Original Article (May 2015):

You can bottle condition and label your own beer. Its relatively straight forward, and a perfectly good way to get your beer to market.

However, to professionally bottle and label clear sediment free beer is entirely a different story. As of right now, we don't sell these solutions directly; but we can refer you to companies that do.

Its possible to ship your beer (and labels) in an IBC (a big plastic container) to a bottling plant in the UK for:
- conditioning,
- filtering,
- carbonation,
- bottling,
- labeling, and
- packaging (including bar coding, ready for a supermarket shelf).

The cost of the equipment required to do this runs into hundreds of thousands of Euros. So its can make more sense to outsource it. Unfortunately we are not aware of any Irish solution, so you must ship your beer all the way to the UK which is expensive.

After lots of research, we have found the solution below. Please note that costs are approximate, and should be used as a guide only.

The minimum viable volume process goes as follows:
- fill an IBC with 850 litres of fresh young beer and ship it to the UK,
- they will condition your beer which takes a couple of weeks,
- then they will filter, carbonate, bottle, label, and pack 500 ml bottles into either 8 or 12 pack plastic wrapped cardboard trays,
- and then you must ship back the 2 pallets of bottled beer plus the empty IBC.

So that's a total of 4 pallets going over and back to the UK at about 94 Euros per pallet. You get back a total of 1680 by 500 ml labeled bottles. And the approximate cost of this is 0.55 cents per bottle.
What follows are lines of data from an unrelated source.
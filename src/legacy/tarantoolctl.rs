//! Script-evaluated loader for `.tarantoolctl`.
//!
//! The legacy file is Lua, so it is evaluated by the interpreter itself: an
//! embedded script is fed on stdin, loads the file and prints the settings
//! it defines as YAML.
use serde_yaml::{Mapping, Value};
use std::path::Path;

use super::{DirectoryInfo, LayoutKind, LegacyLoader};
use crate::error::LegacyError;
use crate::exec::Executor;

/// Lua script printing the directory settings of a tarantoolctl config.
const PRINT_CFG_SCRIPT: &str = include_str!("print_tarantoolctl_cfg.lua");

/// Evaluates a tarantoolctl defaults file through the interpreter.
#[derive(Debug, Clone, Copy)]
pub struct TarantoolctlLoader<'a> {
    executor: &'a dyn Executor,
    interpreter: Option<&'a Path>,
}

impl<'a> TarantoolctlLoader<'a> {
    /// Create a loader running `interpreter` through `executor`.
    #[must_use]
    pub const fn new(executor: &'a dyn Executor, interpreter: Option<&'a Path>) -> Self {
        Self {
            executor,
            interpreter,
        }
    }
}

impl LegacyLoader for TarantoolctlLoader<'_> {
    fn load(&self, path: &Path) -> Result<DirectoryInfo, LegacyError> {
        let interpreter = self
            .interpreter
            .ok_or(LegacyError::InterpreterNotConfigured)?;

        let interpreter = interpreter.to_string_lossy();
        let source = path.to_string_lossy();
        let output = self
            .executor
            .run_with_stdin(&interpreter, &["-", &source], PRINT_CFG_SCRIPT.as_bytes())
            .map_err(|e| LegacyError::Interpreter(format!("{e:#}")))?;

        parse_settings(&output.stdout)
    }
}

/// Map the interpreter's YAML output onto [`DirectoryInfo`].
///
/// Unknown keys and null values are ignored.
fn parse_settings(output: &str) -> Result<DirectoryInfo, LegacyError> {
    let value: Value =
        serde_yaml::from_str(output).map_err(|e| LegacyError::Output(e.to_string()))?;
    let mapping = match value {
        Value::Mapping(m) => m,
        Value::Null => Mapping::new(),
        other => {
            return Err(LegacyError::Output(format!(
                "expected a mapping, got {other:?}"
            )));
        }
    };

    let mut info = DirectoryInfo {
        layout: LayoutKind::Tarantoolctl,
        ..DirectoryInfo::default()
    };
    for (key, slot) in [
        ("wal_dir", &mut info.wal_dir),
        ("vinyl_dir", &mut info.vinyl_dir),
        ("memtx_dir", &mut info.memtx_dir),
        ("log_dir", &mut info.log_dir),
        ("pid_file", &mut info.run_dir),
        ("instance_dir", &mut info.instances_enabled),
    ] {
        match mapping.get(key) {
            None | Some(Value::Null) => {}
            Some(Value::String(s)) => *slot = super::non_empty(s.clone()),
            Some(_) => {
                return Err(LegacyError::InvalidField {
                    key: key.to_string(),
                });
            }
        }
    }
    Ok(info)
}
Lets add 5 cents for the labels to give:
- 1680 by 500 ml labeled bottlesat Euro 0.60 per bottle (including the bottles, caps, labels, packaging etc).

The total transport charge is going to be about 376 euros, so this will add another 0.22 Euro per bottle.

So the total cost of getting your beer bottled for a supermarket shelf is going to end up at around 0.82 Euro per 500 ml bottle.